Antes de ser um dos narradores e comentaristas mais autênticos do Brasil, Edgard Mello Filho foi piloto. E dos bons, viu?
Edgard Mello Filho possui dois fãs doentes: Rodrigo Mattar e eu, Bruno Vicaria. E a gente quando pode troca figurinhas – Rodrigo, Edgard e eu. Só uma vez esse encontro triplo rolou ao vivo, em 2008, mas agora é tudo por e-mail, facebook ou whatsapp.
Recentemente, Mattar me mostrou esse Chevettinho e eu não pensei em duas vezes: mandei pro Edgard, que hoje é um dos grandes nomes do Fox Nitro.
A resposta: um áudio de cinco minutos. E quando ele me manda esses áudios, eu me acomodo bem, coloco meus fones de ouvido e sento para ouvir, pois é certo que vem uma história deliciosa.
Só que essa vocês vão ler em primeira pessoa e em versão ampliada, pois conversamos sobre isso hoje mesmo e ele deu mais detalhes. Com vocês, Edgard.
Queria saber onde vocês descolam essas velharias. Essa é rara, viu? Tenho umas fotos, mas quando estávamos montando o carro. Ele é “Made in São Caetano do Sul”, fiz inteirinho e fui pegar os gaúchos na unha no Sul, correndo no Gaúcho de Divisão 3.
Ganhamos umas corridas lá. Foi legal, viu.
O carrinho não era nenhum “sputnik”, mas ficou um aviãozinho. Tinha algumas versões de motores. Chegamos a arrancar 135 cavalos de um motorzinho, mas só que ele quebrava no banco de prova… Tentamos algumas outras versões com 118 e 120 hp. A gente ia experimentar em Interlagos, mas dava cinco, seis voltas e desbielava. O motor era tudo no limite, tudo fininho, o pistão cortado menos da metade, biela superaliviada, pino de pistão, etc… E a cavalaria era minha, metia uma tachinha de 10 por 5 ou 11 por 1 e arrancava seus 120 cavalinhos. Mas espacava.
A melhor solução era um motorzinho de 105, 107 cv que aguentava duas corridas, era mais resistente, mas a gente tinha que enfiar outro para a próxima! Ou a gente segurava pro treino e a classificação e trocava por outro na corrida. Peça não era problema naquela época.
Foi um carrinho muito bem feito. Na solução de pneus, tínhamos uma roda de 12 polegadas atrás e 9 na frente. Virava bem, era pregado no chão, mas me empurrava a frente e me incomodava. Pra tirar esse cacoete a gente mexia em barra, em geometria, mas aí um dia, por dica do Ciro Cayres, que trabalhava na experimental da GM, enquanto eu ficava na engenharia de motores, mandou colocar quatro dianteiros no carro; como as rodas eram intercambiáveis ficou tudo com 9. Aí, baixamos mais de 3s em Interlagos e a traseira não segurava tanto, escorregava mais.

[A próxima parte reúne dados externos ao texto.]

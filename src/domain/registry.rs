//! Connection storage keyed by user id.
//!
//! [`ConnectionRegistry`] is a plain map with no interior locking: all
//! mutation happens under the single state lock owned by
//! [`crate::service::ChatService`], which is what serializes registry
//! changes against matchmaking and teardown.

use std::collections::HashMap;

use super::{ConnectionEntry, UserId};
use crate::error::RelayError;

/// Sentinel tag injected by some clients' event serialization; never a
/// real interest tag and filtered out of every tag update.
pub const RESERVED_TAG: &str = "isTrusted";

/// Central store for all active connections.
#[derive(Debug, Default)]
pub struct ConnectionRegistry {
    connections: HashMap<UserId, ConnectionEntry>,
}

impl ConnectionRegistry {
    /// Creates an empty registry.
    #[must_use]
    pub fn new() -> Self {
        Self::default()
    }

    /// Inserts a new connection entry.
    ///
    /// # Errors
    ///
    /// Returns [`RelayError::DuplicateConnection`] if the id is already
    /// registered. The existing entry is never displaced; overwriting would
    /// silently orphan the prior connection's channel.
    pub fn register(&mut self, entry: ConnectionEntry) -> Result<(), RelayError> {
        let id = entry.id;
        if self.connections.contains_key(&id) {
            return Err(RelayError::DuplicateConnection(id));
        }
        self.connections.insert(id, entry);
        Ok(())
    }

    /// Replaces the stored tags for `id`, filtering out [`RESERVED_TAG`].
    ///
    /// Returns the filtered tags, or `None` when the id is not registered.
    pub fn set_tags(&mut self, id: UserId, tags: Vec<String>) -> Option<Vec<String>> {
        let entry = self.connections.get_mut(&id)?;
        let filtered: Vec<String> = tags.into_iter().filter(|t| t != RESERVED_TAG).collect();
        entry.tags.clone_from(&filtered);
        Some(filtered)
    }

    /// Looks up a connection entry.
    #[must_use]
    pub fn get(&self, id: UserId) -> Option<&ConnectionEntry> {
        self.connections.get(&id)
    }

    /// Returns `true` if the id is registered.
    #[must_use]
    pub fn contains(&self, id: UserId) -> bool {
        self.connections.contains_key(&id)
    }

    /// Removes a connection entry, returning it if present.
    pub fn remove(&mut self, id: UserId) -> Option<ConnectionEntry> {
        self.connections.remove(&id)
    }

    /// Iterates over all registered entries.
    pub fn iter(&self) -> impl Iterator<Item = &ConnectionEntry> {
        self.connections.values()
    }

    /// Returns the number of registered connections (the online count).
    #[must_use]
    pub fn len(&self) -> usize {
        self.connections.len()
    }

    /// Returns `true` if no connections are registered.
    #[must_use]
    pub fn is_empty(&self) -> bool {
        self.connections.is_empty()
    }
}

Era delicioso. O próprio cambiozinho de cinco marchas, mexer na relação quebrar a cabeça com os caras da Clark, que fazia nosso câmbio. A turma da experimental ficava depois do expediente, tudo gente que gostava. A gente arrumou um barracão em São Caetano e ficava a putada toda até meia noite fuçando.
Aí fomos pro Sul, requisitei alguns mecanicos. Seu Romeu, do experimental; Rosevaldo, dos motores; o Tide… Subimos no caminhão e bora para Porto Alegre.

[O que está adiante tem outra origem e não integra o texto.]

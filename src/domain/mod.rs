//! Domain layer: core types, connection storage, and matchmaking state.
//!
//! This module contains the server-side domain model: user identity, the
//! per-connection entry with its outbound channel, server events, the
//! waiting pool, and the symmetric partner relation. None of these types
//! lock anything themselves; [`crate::service::ChatService`] owns them
//! behind a single mutex.

pub mod connection;
pub mod event;
pub mod partners;
pub mod registry;
pub mod user_id;
pub mod waiting;

pub use connection::{ConnectionEntry, ConnectionMeta};
pub use event::ServerEvent;
pub use partners::PartnerMap;
pub use registry::ConnectionRegistry;
pub use user_id::UserId;
pub use waiting::{WaitingEntry, WaitingPool};
//! Client-to-server WebSocket actions.
//!
//! Inbound frames are JSON objects with a required `action` discriminator.
//! Frames that fail to parse (unknown action, missing fields, non-JSON)
//! are ignored and the connection stays open.

use serde::Deserialize;

/// Actions a client can send over its WebSocket.
#[derive(Debug, Clone, Deserialize, PartialEq, Eq)]
#[serde(tag = "action", rename_all = "snake_case")]
pub enum ClientAction {
    /// Declare interest tags and request a partner.
    Connect {
        /// Interest tags; empty or absent means "match anyone".
        #[serde(default)]
        tags: Vec<String>,
    },
    /// Relay a payload to the current partner.
    Message {
        /// Opaque message payload.
        message: String,
    },
    /// Gracefully leave; same teardown as an abrupt closure.
    Disconnect,
}

impl ClientAction {
    /// Parses an inbound text frame, returning `None` on any malformed
    /// or unroutable input.
    #[must_use]
    pub fn parse(text: &str) -> Option<Self> {
        match serde_json::from_str(text) {
            Ok(action) => Some(action),
            Err(e) => {
                tracing::debug!(error = %e, "ignoring malformed client frame");
                None
            }
        }
    }
}
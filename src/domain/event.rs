//! Server-to-client chat events.
//!
//! Every state change visible to a client is expressed as a [`ServerEvent`]
//! and delivered through that connection's outbound channel. The JSON shape
//! is part of the wire protocol: a `type` discriminator plus variant fields.

use serde::Serialize;

use super::UserId;

/// Event pushed from the relay to a connected client.
///
/// Serializes with a `"type"` tag in `snake_case`, e.g.
/// `{"type":"connected","partner_id":2,"tags":["music"]}`.
#[derive(Debug, Clone, PartialEq, Eq, Serialize)]
#[serde(tag = "type", rename_all = "snake_case")]
pub enum ServerEvent {
    /// A partner was found; both sides receive the other's id.
    Connected {
        /// The matched partner's id.
        partner_id: UserId,
        /// Tags shared by both sides at match time.
        tags: Vec<String>,
    },

    /// No partner available yet; the sender was enqueued.
    Waiting,

    /// Chat payload relayed from the current partner.
    Message {
        /// Id of the sending user.
        from: UserId,
        /// Opaque message payload.
        message: String,
    },

    /// The partner disconnected; the pairing no longer exists.
    Disconnected {
        /// Human-readable notice.
        message: String,
    },

    /// Updated count of currently registered connections.
    OnlineCount {
        /// Registry size at broadcast time.
        count: usize,
    },
}

impl ServerEvent {
    /// Builds the standard partner-disconnected notice.
    #[must_use]
    pub fn partner_disconnected() -> Self {
        Self::Disconnected {
            message: "Partner disconnected.".to_string(),
        }
    }
}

Toda vez que vejo essa foto eu rejuvenesco uns dez anos! Deu trabalho esse carrinho e era uma delícia. Eu queria ir em frente nesse projeto e fui na casa dos caras, lá no Sul! Fui lá, ganhei algumas, perdi outras, mas o bom da derrota é ir atrás para arrumar os erros e continuar fuçando, sem acomodar para não tomar na orelha.

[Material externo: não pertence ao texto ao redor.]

//! # mingle-relay
//!
//! WebSocket relay server for anonymous random-pairing chat. Clients open
//! one long-lived connection per user, optionally declare interest tags,
//! and are paired with another waiting client sharing at least one tag
//! (or unconditionally when either side declares none). Once paired,
//! messages are relayed between the two until either disconnects.
//!
//! All state is in-memory and ephemeral; there is no persistence,
//! authentication, or content moderation.
//!
//! ## Architecture
//!
//! ```text
//! Clients (WebSocket /ws/{user_id}, HTTP)
//!     │
//!     ├── WS Handler + Connection Loop (ws/)
//!     ├── System Endpoints (api/)
//!     │
//!     ├── ChatService (service/)  ← single state lock
//!     │
//!     ├── ConnectionRegistry ─ WaitingPool ─ PartnerMap (domain/)
//!     │
//!     └── GeoLocator (geo) — logging metadata only
//! ```

pub mod api;
pub mod app;
pub mod app_state;
pub mod config;
pub mod domain;
pub mod error;
pub mod geo;
pub mod service;
pub mod ws;
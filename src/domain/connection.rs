//! Per-connection state held by the registry.
//!
//! A [`ConnectionEntry`] couples a user's identity and tags with the
//! outbound event channel feeding their WebSocket task. Delivery is
//! best-effort: sends never block matchmaking, and a stalled peer drops
//! events instead of holding the shared-state lock.

use std::net::SocketAddr;

use chrono::{DateTime, Utc};
use tokio::sync::mpsc;

use super::{ServerEvent, UserId};
use crate::geo::GeoInfo;

/// Observability metadata attached to a connection.
///
/// Carried for logging only; never consulted by pairing or relay logic.
#[derive(Debug, Clone)]
pub struct ConnectionMeta {
    /// Origin socket address, when known.
    pub addr: Option<SocketAddr>,
    /// Descriptive client info (e.g. the `User-Agent` header).
    pub client_info: String,
    /// Best-effort geolocation of the origin address.
    pub geo: GeoInfo,
    /// When the connection was accepted.
    pub connected_at: DateTime<Utc>,
}

impl ConnectionMeta {
    /// Creates metadata stamped with the current time.
    #[must_use]
    pub fn new(addr: Option<SocketAddr>, client_info: String, geo: GeoInfo) -> Self {
        Self {
            addr,
            client_info,
            geo,
            connected_at: Utc::now(),
        }
    }
}

/// State for one active connection.
#[derive(Debug)]
pub struct ConnectionEntry {
    /// The connection's user id.
    pub id: UserId,
    /// Interest tags, replaced on each `connect` action from this user.
    pub tags: Vec<String>,
    /// Observability metadata.
    pub meta: ConnectionMeta,
    sender: mpsc::Sender<ServerEvent>,
}

impl ConnectionEntry {
    /// Creates an entry with no tags declared yet.
    #[must_use]
    pub fn new(id: UserId, sender: mpsc::Sender<ServerEvent>, meta: ConnectionMeta) -> Self {
        Self {
            id,
            tags: Vec::new(),
            meta,
            sender,
        }
    }

    /// Returns `true` while the connection's WebSocket task still holds
    /// the receiving end of the outbound channel.
    #[must_use]
    pub fn is_open(&self) -> bool {
        !self.sender.is_closed()
    }

    /// Queues an event for delivery, best-effort.
    ///
    /// Returns `false` when the channel is closed or full; the event is
    /// dropped and the failure is logged, never propagated.
    pub fn send(&self, event: ServerEvent) -> bool {
        match self.sender.try_send(event) {
            Ok(()) => true,
            Err(mpsc::error::TrySendError::Closed(_)) => {
                tracing::debug!(user_id = %self.id, "dropping event for closed connection");
                false
            }
            Err(mpsc::error::TrySendError::Full(_)) => {
                tracing::warn!(user_id = %self.id, "outbound queue full, dropping event");
                false
            }
        }
    }
}
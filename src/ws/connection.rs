//! WebSocket connection state machine.
//!
//! Drives the read/write loop for one user's connection: registers the
//! connection, dispatches inbound actions to [`ChatService`], forwards
//! queued server events, and funnels every exit path through the same
//! idempotent teardown.

use std::net::SocketAddr;

use axum::extract::ws::{Message, WebSocket};
use futures_util::{SinkExt, StreamExt};

use super::messages::ClientAction;
use crate::app_state::AppState;
use crate::domain::{ConnectionEntry, ConnectionMeta, UserId};
use crate::service::ChatService;

/// Runs the full lifecycle for a single WebSocket connection.
///
/// Performs the one-time geolocation lookup, registers with the chat
/// service (refusing the socket on a duplicate id), then loops until the
/// client disconnects or the outbound channel closes.
pub async fn run_connection(
    socket: WebSocket,
    user_id: UserId,
    state: AppState,
    addr: Option<SocketAddr>,
    client_info: String,
) {
    let geo = state.geo.lookup(addr.map(|a| a.ip())).await;
    let meta = ConnectionMeta::new(addr, client_info, geo);

    let (sender, mut outbound_rx) = state.chat.outbound_channel();
    let entry = ConnectionEntry::new(user_id, sender, meta);

    let (mut ws_tx, mut ws_rx) = socket.split();

    // Authoritative duplicate check: the pre-upgrade one in the handler
    // can lose a race between two simultaneous upgrades for the same id.
    if let Err(e) = state.chat.connect(entry).await {
        tracing::warn!(%user_id, error = %e, "refusing connection");
        let _ = ws_tx.close().await;
        return;
    }

    loop {
        tokio::select! {
            // Queued server event for this client
            event = outbound_rx.recv() => {
                let Some(event) = event else {
                    // Teardown dropped our sender; nothing more will come.
                    break;
                };
                match serde_json::to_string(&event) {
                    Ok(json) => {
                        if ws_tx.send(Message::text(json)).await.is_err() {
                            break;
                        }
                    }
                    Err(e) => {
                        tracing::error!(%user_id, error = %e, "event serialization failed");
                    }
                }
            }
            // Incoming frame from the client
            frame = ws_rx.next() => {
                match frame {
                    Some(Ok(Message::Text(text))) => {
                        if handle_action(&state.chat, user_id, &text).await {
                            break;
                        }
                    }
                    Some(Ok(Message::Close(_))) | Some(Err(_)) | None => break,
                    _ => {}
                }
            }
        }
    }

    // Uniform teardown for explicit and abrupt disconnects alike.
    state.chat.disconnect(user_id).await;
    tracing::debug!(%user_id, "ws connection closed");
}

/// Dispatches one inbound frame. Returns `true` when the connection
/// should terminate.
async fn handle_action(chat: &ChatService, user_id: UserId, text: &str) -> bool {
    match ClientAction::parse(text) {
        Some(ClientAction::Connect { tags }) => {
            chat.join(user_id, tags).await;
            false
        }
        Some(ClientAction::Message { message }) => {
            chat.relay(user_id, message).await;
            false
        }
        Some(ClientAction::Disconnect) => true,
        None => false,
    }
}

Fazer aquela 1 de Tarumã de pé embaixo deixava o povo louco. “Mas bah, tu tá fazendo de pé trancado?”, eles me perguntavam, e eu respondia que sim, pois não estava indo para a missa para ter de tirar o pé!
Esse carrinho deu muita dor de cabeça, esse sem vergonha. Rebelde. Ele não levava desaforo para casa, desbielava no primeiro! Mas me deu muitas alegrias e segue me dando, agora em forma de lembranças!
Foi bom. Saudades.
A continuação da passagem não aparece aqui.